Oct 31, 2012 (04:10 AM EDT)
6 Lies About Big Data
Read the Original Article at InformationWeek
To paraphrase an old saying, if you torture data long enough, it'll tell you what you want to hear. And putting big data through that torture only lets us tell bigger lies. Marketing can justify crazy ad campaigns: "Sentiment analytics shows our latest campaign is actually a huge hit with the under-25-urban-vegan demo!" The supply chain team can use it to get more funding: "Our geolocation analysis shows if we invest in robotic warehouse automation, we'll reduce costs by 15%." Sales can explain why it missed its numbers: "We don't have an iOS app, and smartphone data shows that's what 87.4% of customers use. It's not our fault."
Don't get us wrong. The ability to collect and analyze data is a core IT value proposition. Companies such as Wal-Mart, FedEx, and Southwest Airlines gained strategic advantage by digging into their core business data long before it was labeled "big." And there's no question that more data is available than ever before, especially information from the Web and smart mobile devices. Our beef, though, is that most businesses aren't good at using the data they have now. What are the odds they'll get better at analysis by adding volumes without changing their strategies?
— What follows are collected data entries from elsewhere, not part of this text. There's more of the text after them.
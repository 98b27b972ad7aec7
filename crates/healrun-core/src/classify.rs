//! Failure classification for execution records.
//!
//! `classify` is a pure function of an [`ExecutionRecord`]. Detectors run in
//! a fixed priority order and the first match wins:
//!
//! 1. corporate proxy block
//! 2. network unreachable / DNS failure
//! 3. execution timeout
//! 4. infrastructure failure (spawn error, runner crash)
//! 5. content failure (default)
//!
//! Matching is case-insensitive and line oriented, so truncated or garbled
//! output still classifies. Anything unrecognised falls through to
//! `ContentFailure`.

use crate::types::{
    Classification, ExecutionRecord, TransientKind, CANCELLED_EXIT_CODE, SPAWN_ERROR_EXIT_CODE,
};
use regex::Regex;
use std::sync::LazyLock;

/// Maximum characters kept for a piece of evidence.
const MAX_EVIDENCE_CHARS: usize = 240;

/// Maximum summary lines extracted for content failures.
const MAX_SUMMARY_LINES: usize = 20;

/// Lines of raw output kept when no assertion summary parses.
const FALLBACK_TAIL_LINES: usize = 40;

/// Maximum characters in a content failure's details.
const MAX_DETAILS_CHARS: usize = 4000;

/// Explicit proxy responses, matched on their own.
const PROXY_SIGNATURES: &[&str] = &[
    "407 proxy authentication required",
    "proxy authentication required",
    "http 407",
    "status code 407",
    "status: 407",
    "tunneling socket could not be established, statuscode=407",
    "blocked by your organization",
    "blocked by your administrator",
    "blocked by corporate policy",
    "access denied by policy",
    "this site has been blocked",
    "web page blocked",
    "website blocked",
];

/// Web-filter category phrases. Ordinary test text uses these words too, so
/// they only count next to [`CATEGORY_BLOCK_CONTEXT`] on the same line.
const CATEGORY_SIGNATURES: &[&str] = &["url category", "blocked category", "categorized as"];

/// Words that place a category phrase in a proxy response.
const CATEGORY_BLOCK_CONTEXT: &[&str] = &["blocked", "access denied", "proxy", "403"];

/// TLS interception symptoms. These only count as a proxy block when a
/// security product is also named in the output.
const TLS_INTERCEPTION_SIGNATURES: &[&str] = &[
    "self signed certificate in certificate chain",
    "self-signed certificate in certificate chain",
    "unable to get local issuer certificate",
    "unable to verify the first certificate",
    "certificate verify failed",
    "certificate_verify_failed",
    "pkix path building failed",
    "invalid peer certificate",
    "unknownissuer",
    "x509: certificate signed by unknown authority",
];

/// Interception products whose CA shows up in rewritten certificate chains.
const PROXY_PRODUCTS: &[&str] = &[
    "zscaler",
    "netskope",
    "bluecoat",
    "blue coat",
    "forcepoint",
    "websense",
    "fortinet",
    "fortigate",
    "palo alto networks",
    "cisco umbrella",
    "mcafee web gateway",
    "symantec web",
    "sophos",
    "checkpoint",
    "check point",
    "squid",
];

const DNS_SIGNATURES: &[&str] = &[
    "getaddrinfo enotfound",
    "getaddrinfo eai_again",
    "eai_again",
    "enotfound",
    "could not resolve host",
    "couldn't resolve host",
    "name or service not known",
    "temporary failure in name resolution",
    "nodename nor servname provided",
    "no such host",
    "dns lookup failed",
    "failed to lookup address information",
    "name resolution failed",
    "unknownhostexception",
];

const NETWORK_SIGNATURES: &[&str] = &[
    "econnrefused",
    "connection refused",
    "econnreset",
    "connection reset by peer",
    "connection reset",
    "enetunreach",
    "network is unreachable",
    "ehostunreach",
    "no route to host",
    "etimedout",
    "esockettimedout",
    "socket timeout",
    "sockettimeoutexception",
    "connect timed out",
    "connection timed out",
    "socket hang up",
    "connectexception",
];

/// Crash signatures of the test runner itself (not of code under test).
const RUNNER_CRASH_SIGNATURES: &[&str] = &[
    "internalerror>",
    "javascript heap out of memory",
    "fatal error: reached heap limit",
    "fatal error: ineffective mark-compacts",
    "java.lang.outofmemoryerror",
    "error: could not find or load main class",
    "the build daemon disappeared unexpectedly",
    "a worker process has quit unexpectedly",
    "test runner crashed",
    "error: test harness panicked",
];

/// Lines that usually summarise a failing assertion.
static SUMMARY_PATTERNS: LazyLock<Vec<Regex>> = LazyLock::new(|| {
    [
        r"(?i)\bassert(ion)?(error| failed| failure)?\b\s*[:!(]",
        r"(?i)\bassertion\b.*\bfail",
        r"(?i)^\s*(expected|received|actual|left|right)\b.{0,20}[:=]",
        r"(?i)\bexpected\b.+\b(to (equal|be|match|contain|have)|but (got|was|received))\b",
        r"(?i)^\s*(✕|✗|×|not ok\b|FAIL\b|FAILED\b|--- FAIL:)",
        r"(?i)\btest result: FAILED\b",
        r"(?i)\b\d+ (failed|failing|failures?)\b",
        r"(?i)\bpanicked at\b",
        r"(?i)^E\s{2,}\S",
    ]
    .iter()
    .map(|p| Regex::new(p).expect("summary pattern is valid"))
    .collect()
});

/// Classify an execution record.
pub fn classify(record: &ExecutionRecord) -> Classification {
    if record.cancelled || record.exit_code == CANCELLED_EXIT_CODE {
        return Classification::InfrastructureFailure {
            reason: "cancelled by abort signal".to_string(),
        };
    }

    if record.is_clean_exit() {
        return Classification::Success;
    }

    let output = record.combined_output();

    if let Some(evidence) = detect_proxy_block(&output) {
        return Classification::TransientFailure {
            subtype: TransientKind::CorporateProxyBlock,
            evidence,
        };
    }

    if let Some((subtype, evidence)) = detect_network_failure(&output) {
        return Classification::TransientFailure { subtype, evidence };
    }

    if record.timed_out {
        return Classification::TransientFailure {
            subtype: TransientKind::Timeout,
            evidence: format!("no exit after {} ms; process tree killed", record.duration_ms),
        };
    }

    if let Some(reason) = detect_infrastructure_failure(record, &output) {
        return Classification::InfrastructureFailure { reason };
    }

    Classification::ContentFailure {
        details: extract_failure_details(record, &output),
    }
}

/// Detect interception-proxy signatures.
fn detect_proxy_block(output: &str) -> Option<String> {
    if let Some(line) = find_line(output, PROXY_SIGNATURES) {
        return Some(line);
    }
    if let Some(line) = find_category_block(output) {
        return Some(line);
    }

    let tls_line = find_line(output, TLS_INTERCEPTION_SIGNATURES)?;
    let lower = output.to_lowercase();
    let product = PROXY_PRODUCTS.iter().find(|p| lower.contains(*p))?;
    Some(clip(&format!("{tls_line} (issuer: {product})"), MAX_EVIDENCE_CHARS))
}

/// A web-filter category phrase with block context on the same line.
fn find_category_block(output: &str) -> Option<String> {
    output.lines().find_map(|line| {
        let lower = line.to_lowercase();
        let category = CATEGORY_SIGNATURES.iter().any(|sig| lower.contains(sig));
        let context = CATEGORY_BLOCK_CONTEXT.iter().any(|c| lower.contains(c))
            || PROXY_PRODUCTS.iter().any(|p| lower.contains(p));
        (category && context).then(|| clip(line.trim(), MAX_EVIDENCE_CHARS))
    })
}

/// Detect DNS and connectivity failures. DNS signatures are checked first.
fn detect_network_failure(output: &str) -> Option<(TransientKind, String)> {
    if let Some(line) = find_line(output, DNS_SIGNATURES) {
        return Some((TransientKind::DnsFailure, line));
    }
    find_line(output, NETWORK_SIGNATURES).map(|line| (TransientKind::NetworkUnreachable, line))
}

/// Detect failures of the execution environment rather than the tests.
fn detect_infrastructure_failure(record: &ExecutionRecord, output: &str) -> Option<String> {
    if let Some(err) = &record.spawn_error {
        return Some(format!("failed to spawn command: {err}"));
    }
    if record.exit_code == SPAWN_ERROR_EXIT_CODE {
        return Some("failed to spawn command".to_string());
    }

    // Shell conventions for "found but not executable" and "not found".
    match record.exit_code {
        126 => return Some("command is not executable (exit 126)".to_string()),
        127 => return Some("command not found (exit 127)".to_string()),
        _ => {}
    }

    if record.signal == Some(9) {
        return Some("runner killed by SIGKILL (possibly out of memory)".to_string());
    }

    find_line(output, RUNNER_CRASH_SIGNATURES).map(|line| format!("test runner crashed: {line}"))
}

/// Extract a failing-assertion summary, falling back to the raw output tail.
fn extract_failure_details(record: &ExecutionRecord, output: &str) -> String {
    let mut summary: Vec<&str> = Vec::new();
    for line in output.lines() {
        let trimmed = line.trim_end();
        if trimmed.trim().is_empty() || summary.contains(&trimmed) {
            continue;
        }
        if SUMMARY_PATTERNS.iter().any(|re| re.is_match(trimmed)) {
            summary.push(trimmed);
            if summary.len() >= MAX_SUMMARY_LINES {
                break;
            }
        }
    }

    let mut details = if summary.is_empty() {
        let lines: Vec<&str> = output.lines().filter(|l| !l.trim().is_empty()).collect();
        let start = lines.len().saturating_sub(FALLBACK_TAIL_LINES);
        lines[start..].join("\n")
    } else {
        summary.join("\n")
    };

    if details.trim().is_empty() {
        details = format!("command exited with code {}; no output captured", record.exit_code);
    }
    if record.truncated {
        details.push_str("\n[output truncated]");
    }
    clip(&details, MAX_DETAILS_CHARS)
}

/// Return the first line (trimmed, clipped) containing any signature.
fn find_line(output: &str, signatures: &[&str]) -> Option<String> {
    output.lines().find_map(|line| {
        let lower = line.to_lowercase();
        signatures
            .iter()
            .any(|sig| lower.contains(sig))
            .then(|| clip(line.trim(), MAX_EVIDENCE_CHARS))
    })
}

/// Truncate to at most `max` characters on a char boundary.
fn clip(s: &str, max: usize) -> String {
    match s.char_indices().nth(max) {
        Some((idx, _)) => format!("{}...", &s[..idx]),
        None => s.to_string(),
    }
}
Our InformationWeek 2013 Big Data Survey shows that some companies are making progress. For example, most have built the required infrastructure and support various roles, in terms of primary data users; about one-third say they encourage wide access to information for business users. However, when it comes to data acquisition and use models, the wheels start to fall off. There are major gaps in data analysis, even for the most common types of information: transaction data, system logs, email, CRM, Web analytics.
Worse, fewer than 10% of the respondents to our survey say that ideas for promising new data points are primarily driven by a collabo- rative or cross-functional team within their companies. The stats we gleaned from our survey suggest this percentage should be much higher: Nearly half of respondents have 500 terabytes of data or more under management; 13% have more than 10 petabytes.
Surely there are untapped riches.
IT organizations clearly know there's a problem, as only 9% of respondents rate their companies as extremely effective users of the data they have. However, just 4% admit they stink at putting their data to its best use. Fact is, many organizations are deluding themselves into thinking they're empowering their businesses. So before you buy more storage, upgrade your warehouse platform, or spin up a massive Hadoop instance, let's take a reality check. Here are six big data lies organizations tell themselves. How many have you heard lately?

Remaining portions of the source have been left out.